余命(意識)半年のへっぽこ秘書の覚え書
山の川さと子
序文
ン、ジャジャジャジャーン————!!
余命宣告はいつも急転直下、盛大なる効果音付でやってくる。ドラマや小説でお馴染みのそれは、へっぽこの身にも待ち構えてたようにやってきた。
「えっ?
自分で自分を動かせなくなっちゃうかもよって、それ一体どういうことですか?半年後には、あたし植物人間になっちゃうってこと?」
あたしの問いに対し、先生は手を膝の上に乗せて曖昧に微笑んだ。
「うーん。だからね。やっぱり手術した方がいいと思うんだ」
そして、あたしの隣にいたダンさんと息子にゆっくりと顔を向ける。
対する二人は、固まったまま先生をじっと見つめていた。
そりゃそうだろう。同居家族が余命、いや余意識半年宣告をされたのだから。
でも実は、彼らは既にへっぽこより先に診断内容の説明を受け、ある程度、いやしっかりと事態の深刻さを理解していたらしい。でも、当のへっぽこは、そのへっぽこさゆえに何も知らずにその土壇場に上がった。
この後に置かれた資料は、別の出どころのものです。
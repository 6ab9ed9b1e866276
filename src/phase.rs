//! Phase machine: spawn sand, let it settle, pause, sweep it away, repeat.

use crate::grid::{GridError, SandGrid};
use rand::Rng;

/// How the top row gets new sand while spawning.
#[derive(Debug, Clone, Copy, PartialEq, Eq)]
pub enum SpawnPolicy {
    /// Each top-row cell gets a grain with probability `1/chance`.
    Random { chance: u32 },
    /// A single grain at the top centre each spawn tick.
    Trickle,
    /// No injection; pairs with a pre-filled grid that drains once per cycle.
    None,
}

impl SpawnPolicy {
    /// Fill `row` (one value per column) with this tick's spawn pattern.
    fn fill(&self, row: &mut [bool], rng: &mut impl Rng) {
        match *self {
            Self::Random { chance } => {
                for cell in row.iter_mut() {
                    *cell = rng.gen_range(0..chance.max(1)) == 0;
                }
            }
            Self::Trickle => {
                row.fill(false);
                row[row.len() / 2] = true;
            }
            // Never reached from the controller; kept total for direct use.
            Self::None => row.fill(false),
        }
    }
}

/// Where the cycle currently is. Spawning also covers the tail where the
/// budget is spent but grains are still falling.
#[derive(Debug, Clone, Copy, PartialEq, Eq)]
pub enum Phase {
    Spawning { remaining: u32 },
    Waiting { remaining: u32 },
    Clearing,
}

/// Owns the grid and drives one phase transition per external tick.
#[derive(Debug)]
pub struct PhaseController {
    grid: SandGrid,
    phase: Phase,
    policy: SpawnPolicy,
    spawn_budget: u32,
    wait_frames: u32,
    row_buf: Vec<bool>,
}

impl PhaseController {
    pub fn new(grid: SandGrid, policy: SpawnPolicy, spawn_budget: u32, wait_frames: u32) -> Self {
        let row_buf = vec![false; grid.width() as usize];
        Self {
            grid,
            phase: Phase::Spawning {
                remaining: spawn_budget,
            },
            policy,
            spawn_budget,
            wait_frames,
            row_buf,
        }
    }

    /// Read-only view for the renderer; the controller keeps the only
    /// mutable handle.
    pub fn grid(&self) -> &SandGrid {
        &self.grid
    }

    pub fn phase(&self) -> Phase {
        self.phase
    }

    /// Advance one tick. The whole grid mutation for the tick completes
    /// here, before the caller hands the grid to the renderer.
    pub fn tick(&mut self, rng: &mut impl Rng) -> Result<(), GridError> {
        match self.phase {
            Phase::Spawning { remaining } => {
                if remaining > 0 {
                    if self.policy != SpawnPolicy::None {
                        self.policy.fill(&mut self.row_buf, rng);
                        self.grid.fill_row(0, &self.row_buf);
                    }
                    self.phase = Phase::Spawning {
                        remaining: remaining - 1,
                    };
                }
                let changed = self.grid.step()?;
                if !changed {
                    self.phase = if self.wait_frames > 0 {
                        Phase::Waiting {
                            remaining: self.wait_frames,
                        }
                    } else {
                        Phase::Clearing
                    };
                }
            }
            Phase::Waiting { remaining } => {
                // Idle tick; the settled pile stays on screen.
                self.phase = if remaining > 1 {
                    Phase::Waiting {
                        remaining: remaining - 1,
                    }
                } else {
                    Phase::Clearing
                };
            }
            Phase::Clearing => {
                let changed = self.grid.sweep()?;
                if !changed {
                    self.phase = Phase::Spawning {
                        remaining: self.spawn_budget,
                    };
                }
            }
        }
        Ok(())
    }
}
//! Theme loading: btop-style `theme[key]="value"` and hex → ratatui Color.

use ratatui::style::Color;
use std::collections::HashMap;
use std::path::Path;
use thiserror::Error;

/// Colours for the sand field, loaded from a btop-style theme file.
#[derive(Debug, Clone, Copy)]
pub struct Theme {
    /// Sand glyphs.
    pub sand: Color,
    /// Field background.
    pub bg: Color,
    /// Overlay text (pause notice).
    pub accent: Color,
}

#[derive(Debug, Error)]
pub enum ThemeError {
    #[error("io error: {0}")]
    Io(#[from] std::io::Error),
    #[error("invalid hex: {0}")]
    InvalidHex(String),
}

impl Default for Theme {
    fn default() -> Self {
        // One Dark: sand in the warm yellow btop uses for titles.
        Self {
            sand: parse_hex("#E5C07B").unwrap(),
            bg: parse_hex("#282C34").unwrap(),
            accent: parse_hex("#ABB2BF").unwrap(),
        }
    }
}

impl Theme {
    /// Load theme from a btop-style file: `theme[key]="value"` or
    /// `theme[key]='value'`. Keys: `title` (sand), `main_bg`, `main_fg`
    /// (accent). Falls back to defaults if path is None or the file is
    /// missing/invalid.
    pub fn load(path: Option<&Path>) -> Result<Self, ThemeError> {
        let path = match path {
            Some(p) if p.exists() => p,
            _ => return Ok(Self::default()),
        };
        let s = std::fs::read_to_string(path)?;
        let map = parse_theme_file(&s);
        Ok(Self::from_map(&map))
    }

    fn from_map(map: &HashMap<String, String>) -> Self {
        let get = |key: &str| map.get(key).and_then(|v| parse_hex(v).ok());
        let fallback = Self::default();
        Self {
            sand: get("title").or_else(|| get("cpu_mid")).unwrap_or(fallback.sand),
            bg: get("main_bg").or_else(|| get("meter_bg")).unwrap_or(fallback.bg),
            accent: get("main_fg").unwrap_or(fallback.accent),
        }
    }
}

/// Parse btop-style theme file into key -> value map.
fn parse_theme_file(s: &str) -> HashMap<String, String> {
    let mut map = HashMap::new();
    for line in s.lines() {
        let line = line.trim();
        if line.is_empty() || line.starts_with('#') {
            continue;
        }
        if let Some(stripped) = line.strip_prefix("theme[") {
            if let Some(end) = stripped.find(']') {
                let key = stripped[..end].trim();
                let rest = stripped[end + 1..].trim();
                if let Some(eq) = rest.find('=') {
                    let value = rest[eq + 1..]
                        .trim()
                        .trim_matches('"')
                        .trim_matches('\'')
                        .to_string();
                    if !value.is_empty() {
                        map.insert(key.to_string(), value);
                    }
                }
            }
        }
    }
    map
}

/// Parse hex colour "#RRGGBB" or "#RGB" into ratatui Color.
pub fn parse_hex(s: &str) -> Result<Color, ThemeError> {
    let s = s.trim().trim_start_matches('#');
    let (r, g, b) = if s.len() == 6 {
        let r =
            u8::from_str_radix(&s[0..2], 16).map_err(|_| ThemeError::InvalidHex(s.to_string()))?;
        let g =
            u8::from_str_radix(&s[2..4], 16).map_err(|_| ThemeError::InvalidHex(s.to_string()))?;
        let b =
            u8::from_str_radix(&s[4..6], 16).map_err(|_| ThemeError::InvalidHex(s.to_string()))?;
        (r, g, b)
    } else if s.len() == 3 {
        let r = u8::from_str_radix(&s[0..1], 16)
            .map_err(|_| ThemeError::InvalidHex(s.to_string()))?
            * 17;
        let g = u8::from_str_radix(&s[1..2], 16)
            .map_err(|_| ThemeError::InvalidHex(s.to_string()))?
            * 17;
        let b = u8::from_str_radix(&s[2..3], 16)
            .map_err(|_| ThemeError::InvalidHex(s.to_string()))?
            * 17;
        (r, g, b)
    } else {
        return Err(ThemeError::InvalidHex(s.to_string()));
    };
    Ok(Color::Rgb(r, g, b))
}
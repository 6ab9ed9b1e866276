//! Key bindings and the quit token polled at tick boundaries.

use crossterm::event::{KeyCode, KeyEvent, KeyModifiers};
use std::sync::Arc;
use std::sync::atomic::{AtomicBool, Ordering};

/// Action from a key press.
#[derive(Debug, Clone, Copy, PartialEq, Eq)]
pub enum Action {
    Pause,
    Quit,
    None,
}

/// Map key event to an action. `q`, `Esc`, and `Ctrl-C` quit; `p` or space
/// pauses.
pub fn key_to_action(key: KeyEvent) -> Action {
    let KeyEvent { code, modifiers, .. } = key;
    let no_mod = modifiers.is_empty() || modifiers == KeyModifiers::SHIFT;
    match code {
        KeyCode::Char('c') if modifiers == KeyModifiers::CONTROL => Action::Quit,
        KeyCode::Char('q') | KeyCode::Esc if no_mod => Action::Quit,
        KeyCode::Char('p') | KeyCode::Char(' ') if no_mod => Action::Pause,
        _ => Action::None,
    }
}

/// Shared exit flag. Set when the user asks to quit; the run loop polls it
/// once per tick boundary, so an in-flight grid mutation is never cut short.
#[derive(Debug, Clone, Default)]
pub struct QuitToken(Arc<AtomicBool>);

impl QuitToken {
    pub fn new() -> Self {
        Self::default()
    }

    pub fn request(&self) {
        self.0.store(true, Ordering::Relaxed);
    }

    pub fn is_requested(&self) -> bool {
        self.0.load(Ordering::Relaxed)
    }
}

#[cfg(test)]
mod tests {
    use super::*;
    use crossterm::event::KeyEvent;

    #[test]
    fn test_quit_keys() {
        assert_eq!(key_to_action(KeyEvent::from(KeyCode::Char('q'))), Action::Quit);
        assert_eq!(key_to_action(KeyEvent::from(KeyCode::Esc)), Action::Quit);
        assert_eq!(
            key_to_action(KeyEvent::new(KeyCode::Char('c'), KeyModifiers::CONTROL)),
            Action::Quit
        );
    }

    #[test]
    fn test_pause_and_unmapped_keys() {
        assert_eq!(key_to_action(KeyEvent::from(KeyCode::Char('p'))), Action::Pause);
        assert_eq!(key_to_action(KeyEvent::from(KeyCode::Char(' '))), Action::Pause);
        assert_eq!(key_to_action(KeyEvent::from(KeyCode::Char('x'))), Action::None);
    }

    #[test]
    fn test_quit_token_latches() {
        let token = QuitToken::new();
        assert!(!token.is_requested());
        let observer = token.clone();
        token.request();
        assert!(observer.is_requested());
    }
}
今、改めて思い返してみると、最大級に警戒して毛を逆立てている猫を前に、如何に保護しようかと誠意を尽くしてくれている人々。そんな図が浮かぶ。
かなり間抜けな光景だ。つーか、へっぽこ以外の三人が気の毒過ぎて、申し訳なさに言葉を失う。
そう。あたしは大変に面倒くさい患者だった。
手術はしない。検査もしない。早く帰る。帰っていいでしょ?告知?そんなの要らんわい。あたしゃどこも悪くない。
ひと昔かふた昔前の農村にいるような、ザ、病院嫌いの頑固ジジイ。ハタ迷惑な患者。
そんなへっぽこ秘書が、にっちもさっちもいかなくなって、まな板の上の鯉になり、そして三途の川を渡りかけて戻ってきて、その後もジタバタする話だ。
あ、でも。
そんな宣告を受けてから令和の今で四年強。へっぽこのあたしはまだ生きてる。色々な存在に助けて貰って。
だから、そんなあがいた日々をゆつくりまったりとソフトに綴っていこうと思い、今回書き始めました。あたし自身が助けられたように、いつか何かほんの一部でも、どこかの誰かの役に立つことがあればと思つて。でも同時に、どこの誰もそんな目に遭わないことを強く強く祈りをこめて。